FORKLIFT CHAIN ADJUSTMENT
Chain adjustments are important
for the following reasons:
• Equal loading of chains
• Proper sequencing of mast
• Prevent over-stretching of chains
• Prevent chains from jumping off sheaves if they are too loose
1. With mast in its fully collapsed and vertical position, the height from the floor to the top of the fork line (tip) should be 2.60 inches.
2. Chain should also be adjusted to provide equal loading of chains. Adjustment of lift chains is done by loosening or tightening a retaining nut on the threaded chain anchor.

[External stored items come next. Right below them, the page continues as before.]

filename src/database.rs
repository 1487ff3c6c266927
pub mod connection;
pub mod dto;
pub mod repository;
pub mod service;

// 重新导出 service 中的所有内容方便使用
pub use service::*;
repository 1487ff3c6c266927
//! 按游戏的盈亏报表
//!
//! 收入按购买时的成交价累加，成本为单件进货成本 × 进货数量。

use serde::{Deserialize, Serialize};

use super::AnalyticsConfig;
use super::index::GameIndex;
use crate::entity::{games, purchases};

/// 盈亏状态
#[derive(Debug, Clone, Copy, PartialEq, Eq, Serialize, Deserialize)]
#[serde(rename_all = "kebab-case")]
pub enum ProfitStatus {
    Profit,
    Loss,
    BreakEven,
}

impl ProfitStatus {
    /// 按利润分类，`epsilon` 为 0 时等同于精确比较
    pub fn classify(profit: f64, epsilon: f64) -> Self {
        if profit > epsilon {
            ProfitStatus::Profit
        } else if profit < -epsilon {
            ProfitStatus::Loss
        } else {
            ProfitStatus::BreakEven
        }
    }
}

/// 单个游戏的盈亏
#[derive(Debug, Clone, PartialEq, Serialize)]
#[serde(rename_all = "camelCase")]
pub struct GameProfit {
    pub game_id: String,
    pub title: String,
    pub price: f64,
    pub cost: f64,
    pub quantity: i32,
    pub sold_quantity: usize,
    pub revenue: f64,
    pub total_cost: f64,
    pub profit: f64,
    /// 利润率（百分比），收入为 0 时为 0
    pub profit_margin: f64,
    pub status: ProfitStatus,
}

/// 全部游戏的盈亏报表
#[derive(Debug, Clone, PartialEq, Serialize)]
#[serde(rename_all = "camelCase")]
pub struct ProfitReport {
    pub games: Vec<GameProfit>,
    pub total_cost: f64,
    pub total_revenue: f64,
    pub total_profit: f64,
    pub total_profit_margin: f64,
    pub overall_status: ProfitStatus,
}

/// 利润率，收入不为正时返回 0
pub fn profit_margin(profit: f64, revenue: f64) -> f64 {
    if revenue > 0.0 {
        profit / revenue * 100.0
    } else {
        0.0
    }
}

/// 计算每个游戏及整体的盈亏
///
/// 指向不存在游戏的购买记录不计入任何游戏，也不计入报表总收入。
pub fn compute_profit_report(
    games: &[games::Model],
    purchases: &[purchases::Model],
    config: &AnalyticsConfig,
) -> ProfitReport {
    let index = GameIndex::build(&[], purchases);

    let rows: Vec<GameProfit> = games
        .iter()
        .map(|game| {
            let tally = index.tally(&game.id);
            let cost = game.unit_cost();
            let quantity = game.units_acquired();
            let total_cost = cost * f64::from(quantity);
            let profit = tally.revenue - total_cost;

            GameProfit {
                game_id: game.id.clone(),
                title: game.title.clone(),
                price: game.price,
                cost,
                quantity,
                sold_quantity: tally.purchases,
                revenue: tally.revenue,
                total_cost,
                profit,
                profit_margin: profit_margin(profit, tally.revenue),
                status: ProfitStatus::classify(profit, config.break_even_epsilon),
            }
        })
        .collect();

    let total_cost: f64 = rows.iter().map(|r| r.total_cost).sum();
    let total_revenue: f64 = rows.iter().map(|r| r.revenue).sum();
    let total_profit: f64 = rows.iter().map(|r| r.profit).sum();

    ProfitReport {
        games: rows,
        total_cost,
        total_revenue,
        total_profit,
        total_profit_margin: profit_margin(total_profit, total_revenue),
        overall_status: ProfitStatus::classify(total_profit, config.break_even_epsilon),
    }
}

After making adjustments, tighten the jam nut. Also make sure that the chain anchors are not twisted with respect to the chain links.
LIFT CHAIN LUBRICATION
The most important consideration
in field maintenance of lift chains is lubrication. Hard
working, heavily loaded chains cannot be expected to give
satisfactory wear life without scheduled periodic relubrication.
Like all bearing surfaces, the precision manufactured,
hardened-steel joints in lift chain require a film of oil
between mating parts to prevent rapid wear. Oil must penetrate
the chain joint to prevent wear. Applying oil to external
surfaces will prevent rust, but oil must flow into the live
bearing surfaces for maximum wear life. Frequency of lubrication
will vary with operating conditions and environment. The best
estimate of lube period is 250 hours. Trucks parked outdoors or
trucks in extremely severe service may require more frequent
relube to maintain an oil film on all chain surfaces.

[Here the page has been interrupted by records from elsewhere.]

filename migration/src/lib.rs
pub use sea_orm_migration::prelude::*;

mod m20250301_000001_baseline_migration;
mod m20250412_000002_add_cost_and_review_rating;

pub struct Migrator;

#[async_trait::async_trait]
impl MigratorTrait for Migrator {
    fn migrations() -> Vec<Box<dyn MigrationTrait>> {
        vec![
            Box::new(m20250301_000001_baseline_migration::Migration),
            Box::new(m20250412_000002_add_cost_and_review_rating::Migration),
        ]
    }
}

a. Wipe off the old oil with a clean cloth and blow out the remaining dirt with compressed air. Wear eye protection.
b. With a clean brush, apply EP-140 extreme pressure lubricant, or heavy motor oil (40W). Your local PREMIER Parts dealer can provide aerosol Grease Gun In A Can (part number 1500369-04) for chain lubrication.
LIFT CHAIN REPLACEMENT
Order replacement chain from your
authorized Premier Parts dealer by part number.
Replace chains as a pair. It will be virtually impossible to maintain uniform loading between the strands if a new chain is put into service opposite an old chain. The joints in the old chain will have worn through the hardest layer of the case-hardened pin. Therefore, the wear rate on the old chain will be greater than that on the new chain, greatly complicating the problem of maintaining equal chain tension.

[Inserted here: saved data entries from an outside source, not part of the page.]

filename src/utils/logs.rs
use serde::{Deserialize, Serialize};

use crate::error::{Result, StoreError};

#[derive(Serialize, Deserialize, Debug, Clone, Copy, PartialEq, Eq)]
#[serde(rename_all = "lowercase")]
pub enum LogLevel {
    Error,
    Warn,
    Info,
    Debug,
    Trace,
    Off,
}

fn parse_level(level: &str) -> Result<log::LevelFilter> {
    match level.to_lowercase().as_str() {
        "error" => Ok(log::LevelFilter::Error),
        "warn" => Ok(log::LevelFilter::Warn),
        "info" => Ok(log::LevelFilter::Info),
        "debug" => Ok(log::LevelFilter::Debug),
        "trace" => Ok(log::LevelFilter::Trace),
        "off" => Ok(log::LevelFilter::Off),
        other => Err(StoreError::InvalidInput(format!("无效的日志级别: {}", other))),
    }
}

/// 初始化日志输出
///
/// 后端过滤级别固定为 Trace，实际输出级别由 `log::max_level` 控制，
/// 因此运行时可以通过 [`set_log_level`] 调整到任意级别。
/// 重复初始化时仅调整级别。
pub fn init(level: &str) -> Result<()> {
    let initial = parse_level(level)?;

    let installed = env_logger::Builder::new()
        .filter_level(log::LevelFilter::Trace)
        .format_timestamp_millis()
        .target(env_logger::Target::Stderr)
        .try_init();

    if installed.is_err() {
        log::debug!("日志已初始化，仅调整输出级别");
    }
    log::set_max_level(initial);
    Ok(())
}

/// 动态设置日志输出级别（不持久化）
pub fn set_log_level(level: &str) -> Result<()> {
    let lf = parse_level(level)?;
    log::set_max_level(lf);
    Ok(())
}

/// 获取当前日志级别
pub fn get_log_level() -> LogLevel {
    match log::max_level() {
        log::LevelFilter::Error => LogLevel::Error,
        log::LevelFilter::Warn => LogLevel::Warn,
        log::LevelFilter::Info => LogLevel::Info,
        log::LevelFilter::Debug => LogLevel::Debug,
        log::LevelFilter::Trace => LogLevel::Trace,
        log::LevelFilter::Off => LogLevel::Off,
    }
}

The new chain will wear more slowly, causing it to bear the major portion of the load - resulting in premature wear and fatigue failure.
Do not steam clean or degrease new chains. The manufacturer’s grease is effective in reducing wear and corrosion. If the original factory lube is dried out or wiped off, soak the new chain in heavy engine oil for at least 1/2 hour prior to installing on truck.
After the old chains have been stripped from the mast, very carefully inspect chain anchors and sheaves. Broken, cracked or worn anchors must be replaced. Replace worn sheaves and check sheave bearings for wear.
Do not paint new replacement chain before or after it has been installed. Paint will help prevent corrosion, but will prevent oil from reaching the pin surface for good joint lubrication. Install the new chains, using new anchor pins. Old pins may contain invisible fatigue cracks that could lead to pin failure. After chains have been connected to the anchors, adjust chain tension.
1. Use lengths of factory
assembled chain. Do not build lengths from individual
2. Do not attempt to rework damaged chains by replacing only the components obviously faulty. The entire chain may be compromised and should be discarded.
3. Never electroplate assembled leaf chain or its components. Plating will result in failure from hydrogen embrittlement. Plated chains are assembled from modified, individually plated components.
4. Welding should not be performed on any chain or component. Welding spatter should never be allowed to come in contact with chain or components.
5. Leaf chain is manufactured exclusively from heat treated steels and therefore must not be annealed. If heating a chain with a cutting torch is absolutely necessary for removal, the chain should not be reused.
6. The practice of joining chain lengths is not recommended, and chains from different manufacturers should not be placed together within the same application.
7. The Minimum Ultimate Strength of a chain means the minimum load at which it will break when subjected to a destructive tensile test. It does not mean working load.